Diagenetic controls on the reservoir quality of the tight gas Collyhurst Sandstone Formation, Lower Permian, East Irish Sea Basin, United Kingdom

Abstract

The Lower Permian Collyhurst Sandstone Formation is an important gas reservoir both offshore and onshore in the East Irish Sea Basin of north-western UK, and is considered to be a tight gas reservoir. Diagenetic processes have significantly influenced the reservoir quality of the sandstone. This study employs petrographic, mineralogical, and stable isotopic analyses on two different onshore core successions to investigate the composition and texture, the diagenetic history, and the impact of lithology and diagenesis on reservoir quality. The Collyhurst Sandstone Formation consists of fine- to very coarse-grained, poorly to well-sorted, sub-arkosic to lithic arenite sands. The reservoir properties of the sandstone are relatively poor, with average porosity and permeability of 6.6% and 0.387 mD respectively. On the basis of petrographic analyses, five sandstone lithofacies were identified: fine-grained, conglomeratic, carbonate-cemented, quartz-cemented and matrix-free. Contrasting characteristics between the reservoir units suggest the development of divergent diagenetic pathways. Features observed during early diagenesis include compaction, growth of pore-filling early carbonate cements (calcite I, dolomite and siderite I) and vermicular kaolinite. Late diagenetic features include: further carbonate cementations (ferroan dolomite/ankerite, calcite II and siderite II-III), clay mineral cementation (illite and chlorite) with both grain-coating and pore-filling textures.

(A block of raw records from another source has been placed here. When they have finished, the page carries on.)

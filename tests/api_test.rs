// API integration tests: drive the axum router end to end over an
// in-memory catalog.

use axum::body::{to_bytes, Body};
use axum::http::{Request, StatusCode};
use axum::Router;
use bookstore_catalog::api::{router, AppState};
use bookstore_catalog::{create_book, setup_database, NewBook};
use rusqlite::Connection;
use rust_decimal::Decimal;
use serde_json::{json, Value};
use tower::ServiceExt;

/// 12 books, 3 in "Fiction" (inserted 2nd, 6th and 11th)
fn seeded_app() -> Router {
    seeded_app_with(Connection::open_in_memory().unwrap())
}

fn seeded_app_with(conn: Connection) -> Router {
    setup_database(&conn).unwrap();

    let books = [
        ("Team of Rivals", "Biography"),
        ("Les Miserables", "Fiction"),
        ("The Power of Habit", "Self-Help"),
        ("Gone Girl", "Thrillers"),
        ("Alexander Hamilton", "Biography"),
        ("The Great Gatsby", "Fiction"),
        ("Salt Fat Acid Heat", "Health"),
        ("Good to Great", "Business"),
        ("Atomic Habits", "Self-Help"),
        ("The Girl on the Train", "Thrillers"),
        ("Anna Karenina", "Fiction"),
        ("How Not to Die", "Health"),
    ];

    for (i, (title, category)) in books.iter().enumerate() {
        create_book(
            &conn,
            &NewBook {
                title: title.to_string(),
                author: "Author".to_string(),
                publisher: "Publisher".to_string(),
                isbn: format!("978-{:010}", i),
                classification: "Fiction".to_string(),
                category: category.to_string(),
                page_count: 200,
                price: Decimal::new(1000 + i as i64, 2),
            },
        )
        .unwrap();
    }

    router(AppState::new(conn, 5), "*")
}

async fn send(app: &Router, method: &str, uri: &str, body: Option<Value>) -> (StatusCode, Value) {
    let builder = Request::builder().method(method).uri(uri);
    let request = match body {
        Some(json) => builder
            .header("content-type", "application/json")
            .body(Body::from(json.to_string()))
            .unwrap(),
        None => builder.body(Body::empty()).unwrap(),
    };

    let response = app.clone().oneshot(request).await.unwrap();
    let status = response.status();
    let bytes = to_bytes(response.into_body(), usize::MAX).await.unwrap();
    let value = if bytes.is_empty() {
        Value::Null
    } else {
        serde_json::from_slice(&bytes).unwrap()
    };

    (status, value)
}

fn titles(body: &Value) -> Vec<String> {
    body["books"]
        .as_array()
        .unwrap()
        .iter()
        .map(|b| b["title"].as_str().unwrap().to_string())
        .collect()
}

#[tokio::test]
async fn test_all_books_defaults_to_first_page_of_five() {
    let app = seeded_app();

    let (status, body) = send(&app, "GET", "/Book/AllBooks", None).await;

    assert_eq!(status, StatusCode::OK);
    assert_eq!(body["totalNumBooks"], 12);
    assert_eq!(body["books"].as_array().unwrap().len(), 5);
    assert_eq!(body["books"][0]["bookID"], 1);
}

#[tokio::test]
async fn test_fiction_filter_second_page() {
    let app = seeded_app();

    let (status, body) = send(
        &app,
        "GET",
        "/Book/AllBooks?pageSize=2&pageNum=2&bookTypes=Fiction",
        None,
    )
    .await;

    assert_eq!(status, StatusCode::OK);
    assert_eq!(body["totalNumBooks"], 3);
    assert_eq!(titles(&body), vec!["Anna Karenina"]);
}

#[tokio::test]
async fn test_multiple_categories_and_sorting() {
    let app = seeded_app();

    let (_, body) = send(
        &app,
        "GET",
        "/Book/AllBooks?pageSize=10&bookTypes=Fiction&bookTypes=Health&sortBy=Title&sortOrder=DESC",
        None,
    )
    .await;

    assert_eq!(body["totalNumBooks"], 5);
    assert_eq!(
        titles(&body),
        vec![
            "The Great Gatsby",
            "Salt Fat Acid Heat",
            "Les Miserables",
            "How Not to Die",
            "Anna Karenina",
        ]
    );
}

#[tokio::test]
async fn test_page_out_of_range_is_empty() {
    let app = seeded_app();

    let (status, body) = send(&app, "GET", "/Book/AllBooks?pageSize=5&pageNum=99", None).await;

    assert_eq!(status, StatusCode::OK);
    assert_eq!(body["totalNumBooks"], 12);
    assert!(body["books"].as_array().unwrap().is_empty());
}

#[tokio::test]
async fn test_unsupported_sort_field_is_bad_request() {
    let app = seeded_app();

    let (status, body) = send(&app, "GET", "/Book/AllBooks?sortBy=price", None).await;

    assert_eq!(status, StatusCode::BAD_REQUEST);
    assert!(body["error"].as_str().unwrap().contains("price"));
}

#[tokio::test]
async fn test_non_positive_page_is_bad_request() {
    let app = seeded_app();

    let (status, _) = send(&app, "GET", "/Book/AllBooks?pageSize=0", None).await;
    assert_eq!(status, StatusCode::BAD_REQUEST);
}

#[tokio::test]
async fn test_categories_are_distinct_and_sorted() {
    let app = seeded_app();

    let (status, body) = send(&app, "GET", "/Book/GetBookCategories", None).await;

    assert_eq!(status, StatusCode::OK);
    assert_eq!(
        body,
        json!(["Biography", "Business", "Fiction", "Health", "Self-Help", "Thrillers"])
    );
}

#[tokio::test]
async fn test_price_lookup() {
    let app = seeded_app();

    let (status, body) = send(&app, "GET", "/Book/GetBookPrice/3", None).await;
    assert_eq!(status, StatusCode::OK);
    assert_eq!(body["bookID"], 3);
    assert!((body["price"].as_f64().unwrap() - 10.02).abs() < 1e-9);

    let (status, _) = send(&app, "GET", "/Book/GetBookPrice/404", None).await;
    assert_eq!(status, StatusCode::NOT_FOUND);
}

#[tokio::test]
async fn test_get_single_book() {
    let app = seeded_app();

    let (status, body) = send(&app, "GET", "/Book/GetBook/6", None).await;
    assert_eq!(status, StatusCode::OK);
    assert_eq!(body["bookID"], 6);
    assert_eq!(body["title"], "The Great Gatsby");
    assert_eq!(body["category"], "Fiction");

    let (status, _) = send(&app, "GET", "/Book/GetBook/404", None).await;
    assert_eq!(status, StatusCode::NOT_FOUND);
}

#[tokio::test]
async fn test_book_crud_round_trip() {
    let app = seeded_app();
    let payload = json!({
        "bookID": 0,
        "title": "Middlemarch",
        "author": "George Eliot",
        "publisher": "Penguin",
        "isbn": "978-0141439549",
        "classification": "Fiction",
        "category": "Classic",
        "pageCount": 880,
        "price": 12.5
    });

    let (status, created) = send(&app, "POST", "/Book/AddBook", Some(payload.clone())).await;
    assert_eq!(status, StatusCode::CREATED);
    assert_eq!(created["bookID"], 13);
    assert_eq!(created["title"], "Middlemarch");

    let mut changes = payload;
    changes["price"] = json!(9.99);
    let (status, updated) = send(&app, "PUT", "/Book/UpdateBook/13", Some(changes)).await;
    assert_eq!(status, StatusCode::OK);
    assert_eq!(updated["bookID"], 13);

    let (status, _) = send(&app, "DELETE", "/Book/DeleteBook/13", None).await;
    assert_eq!(status, StatusCode::NO_CONTENT);

    let (status, _) = send(&app, "DELETE", "/Book/DeleteBook/13", None).await;
    assert_eq!(status, StatusCode::NOT_FOUND);
}

#[tokio::test]
async fn test_invalid_book_rejected() {
    let app = seeded_app();
    let payload = json!({
        "title": "",
        "author": "Nobody",
        "publisher": "Nowhere",
        "isbn": "000",
        "classification": "Fiction",
        "category": "Classic",
        "pageCount": 10,
        "price": 1.0
    });

    let (status, _) = send(&app, "POST", "/Book/AddBook", Some(payload)).await;
    assert_eq!(status, StatusCode::BAD_REQUEST);
}

#[tokio::test]
async fn test_update_unknown_book_not_found() {
    let app = seeded_app();
    let payload = json!({
        "title": "Ghost",
        "author": "Nobody",
        "publisher": "Nowhere",
        "isbn": "000",
        "classification": "Fiction",
        "category": "Classic",
        "pageCount": 10,
        "price": 1.0
    });

    let (status, _) = send(&app, "PUT", "/Book/UpdateBook/999", Some(payload)).await;
    assert_eq!(status, StatusCode::NOT_FOUND);
}

#[tokio::test]
async fn test_cart_session_flow() {
    let app = seeded_app();

    let (status, session) = send(&app, "POST", "/Cart", None).await;
    assert_eq!(status, StatusCode::CREATED);
    let sid = session["sessionId"].as_str().unwrap().to_string();

    let add = |quantity: u32| {
        json!({ "bookID": 2, "title": "Les Miserables", "price": 10.0, "quantity": quantity })
    };

    send(&app, "POST", &format!("/Cart/{}/AddItem", sid), Some(add(2))).await;
    let (status, cart) = send(&app, "POST", &format!("/Cart/{}/AddItem", sid), Some(add(3))).await;

    assert_eq!(status, StatusCode::OK);
    assert_eq!(cart["items"].as_array().unwrap().len(), 1);
    assert_eq!(cart["items"][0]["quantity"], 5);
    assert_eq!(cart["totalQuantity"], 5);
    assert!((cart["totalPrice"].as_f64().unwrap() - 50.0).abs() < 1e-9);

    // Cart survives across requests
    let (_, reloaded) = send(&app, "GET", &format!("/Cart/{}", sid), None).await;
    assert_eq!(reloaded["totalQuantity"], 5);

    let (status, _) = send(
        &app,
        "PATCH",
        &format!("/Cart/{}/ChangeQuantity/2", sid),
        Some(json!({ "delta": -6 })),
    )
    .await;
    assert_eq!(status, StatusCode::BAD_REQUEST);

    let (_, cart) = send(
        &app,
        "PATCH",
        &format!("/Cart/{}/ChangeQuantity/2", sid),
        Some(json!({ "delta": -1 })),
    )
    .await;
    assert_eq!(cart["totalQuantity"], 4);

    let (_, cart) = send(&app, "DELETE", &format!("/Cart/{}/RemoveItem/2", sid), None).await;
    assert!(cart["items"].as_array().unwrap().is_empty());
    assert_eq!(cart["totalPrice"].as_f64().unwrap(), 0.0);
}

#[tokio::test]
async fn test_cart_clear() {
    let app = seeded_app();
    let sid = "fixed-session";

    send(
        &app,
        "POST",
        &format!("/Cart/{}/AddItem", sid),
        Some(json!({ "bookID": 1, "title": "Team of Rivals", "price": 10.0, "quantity": 1 })),
    )
    .await;

    let (status, cart) = send(&app, "DELETE", &format!("/Cart/{}/Clear", sid), None).await;

    assert_eq!(status, StatusCode::OK);
    assert_eq!(cart["totalQuantity"], 0);
    assert!(cart["items"].as_array().unwrap().is_empty());
}

#[tokio::test]
async fn test_cart_negative_price_is_bad_request() {
    let app = seeded_app();
    let sid = "negative-price";

    let (status, body) = send(
        &app,
        "POST",
        &format!("/Cart/{}/AddItem", sid),
        Some(json!({ "bookID": 1, "title": "Team of Rivals", "price": -10.0, "quantity": 3 })),
    )
    .await;
    assert_eq!(status, StatusCode::BAD_REQUEST);
    assert!(body["error"].as_str().unwrap().contains("negative"));

    let (_, cart) = send(&app, "GET", &format!("/Cart/{}", sid), None).await;
    assert_eq!(cart["totalQuantity"], 0);
    assert_eq!(cart["totalPrice"].as_f64().unwrap(), 0.0);
}

#[tokio::test]
async fn test_ending_session_deletes_stored_cart() {
    let dir = std::env::temp_dir().join(format!("bookstore-api-{}", uuid::Uuid::new_v4()));
    std::fs::create_dir_all(&dir).unwrap();
    let db_path = dir.join("bookstore.db");

    let app = seeded_app_with(Connection::open(&db_path).unwrap());
    let stored_rows = || -> i64 {
        Connection::open(&db_path)
            .unwrap()
            .query_row("SELECT COUNT(*) FROM session_storage", [], |row| row.get(0))
            .unwrap()
    };

    let (_, session) = send(&app, "POST", "/Cart", None).await;
    let sid = session["sessionId"].as_str().unwrap().to_string();

    send(
        &app,
        "POST",
        &format!("/Cart/{}/AddItem", sid),
        Some(json!({ "bookID": 3, "title": "The Power of Habit", "price": 10.02, "quantity": 1 })),
    )
    .await;
    assert_eq!(stored_rows(), 1);

    let (status, _) = send(&app, "DELETE", &format!("/Cart/{}", sid), None).await;
    assert_eq!(status, StatusCode::NO_CONTENT);
    assert_eq!(stored_rows(), 0);

    let (status, cart) = send(&app, "GET", &format!("/Cart/{}", sid), None).await;
    assert_eq!(status, StatusCode::OK);
    assert!(cart["items"].as_array().unwrap().is_empty());

    drop(app);
    std::fs::remove_dir_all(&dir).unwrap();
}

#[tokio::test]
async fn test_health() {
    let app = seeded_app();

    let (status, body) = send(&app, "GET", "/api/health", None).await;
    assert_eq!(status, StatusCode::OK);
    assert_eq!(body["status"], "ok");
}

Also common in late diagenesis are syntaxial quartz overgrowths. Albite, barite and anhydrite are minor late diagenetic cement phases. Compaction processes rather than cementation accounts for the major destruction of the initial sandstone porosity. But cementation still accounts for up to 32% of porosity loss. Carbonate cements mostly fill intergranular pores, thus block pore throat and prevent migration of fluid. Clay minerals bridge and occlude pores, resulting in further destruction of the reservoir quality. The study provides insights into how lithofacies (primary composition, texture and sorting) and diagenesis can influence reservoir qualities of tight gas sandstones.